Nonetheless, I think there are some very important arguments against
it. The risk of error, and the irreversibility of error, are two
obvious ones. In practice, I think errors in death cases are on the
aggregate more likely to be corrected than in life imprisonment cases,
because death cases draw much more attention from lawyers, judges, and
others. But the availability of new technologies (such as DNA
evidence) might change the balance here; likewise, greater acceptance
of the death penalty might change the balance, too. In any event, I
will set this point aside just because it's so obvious. Let me mention
instead three arguments that are less commonly heard, but that
conservatives and libertarians should take seriously:
1. The Utility of the Death Penalty as a Means of Silencing
Dissenters: The death penalty is an especially powerful tool for
repressive governments, because it can let them easily -- and with
seeming legitimacy -- dispose of dissenters. This is so even if the
death penalty is limited to murder; they can trump up a charge of
murder, and quickly put the dissident to death. Had he been allowed to
live, he might have eventually been freed when the government changed,
by revolution or just by softening; he might also have become a focal
point for public agitation, both in the country and outside it. (That
happens to martyrs, too, but under many plausible conditions a live
imprisoned dissident attracts more attention than an executed one.)
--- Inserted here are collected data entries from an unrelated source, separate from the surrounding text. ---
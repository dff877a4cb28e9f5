//! Request ID middleware for request tracing and correlation.
//!
//! Uses the `x-request-id` header from an upstream proxy when present,
//! otherwise generates a UUID v4. The id is recorded in the request span,
//! tagged on the Sentry scope and echoed in the response headers.

use axum::{extract::Request, http::HeaderValue, middleware::Next, response::Response};
use tracing::Span;
use uuid::Uuid;

/// The HTTP header name for request IDs.
pub const REQUEST_ID_HEADER: &str = "x-request-id";

/// Middleware that ensures every request has a request ID.
pub async fn request_id_middleware(request: Request, next: Next) -> Response {
    let request_id = request
        .headers()
        .get(REQUEST_ID_HEADER)
        .and_then(|h| h.to_str().ok())
        .filter(|id| !id.is_empty())
        .map_or_else(|| Uuid::new_v4().to_string(), String::from);

    Span::current().record("request_id", &request_id);

    sentry::configure_scope(|scope| {
        scope.set_tag("request_id", &request_id);
    });

    let mut response = next.run(request).await;

    if let Ok(value) = HeaderValue::from_str(&request_id) {
        response.headers_mut().insert(REQUEST_ID_HEADER, value);
    }

    response
}

#[cfg(test)]
#[allow(clippy::unwrap_used)]
mod tests {
    use axum::{Router, body::Body, middleware, routing::get};
    use tower::ServiceExt;

    use super::*;

    fn app() -> Router {
        Router::new()
            .route("/", get(|| async { "ok" }))
            .layer(middleware::from_fn(request_id_middleware))
    }

    #[tokio::test]
    async fn test_upstream_id_is_echoed() {
        let response = app()
            .oneshot(
                Request::builder()
                    .uri("/")
                    .header(REQUEST_ID_HEADER, "req-123")
                    .body(Body::empty())
                    .unwrap(),
            )
            .await
            .unwrap();
        assert_eq!(response.headers()[REQUEST_ID_HEADER], "req-123");
    }

    #[tokio::test]
    async fn test_id_generated_when_missing() {
        let response = app()
            .oneshot(Request::builder().uri("/").body(Body::empty()).unwrap())
            .await
            .unwrap();
        let id = response.headers()[REQUEST_ID_HEADER].to_str().unwrap();
        assert!(Uuid::parse_str(id).is_ok());
    }
}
Now this is likely to matter only to governments in the middle. We
don't worry much about decent governments doing this; and the really
heinous ones will kill whomever they want no matter what the legal
rules surrounding the death penalty have been. Moreover, even if the
death penalty is illegal, and an oppressive government cares about
legality, it can always change the law. And some oppressive
governments may find themselves politically constrained not to use the
death penalty for dissidents even if the penalty is actively used for
murderers (consider the Soviet Union in the 1960s and later).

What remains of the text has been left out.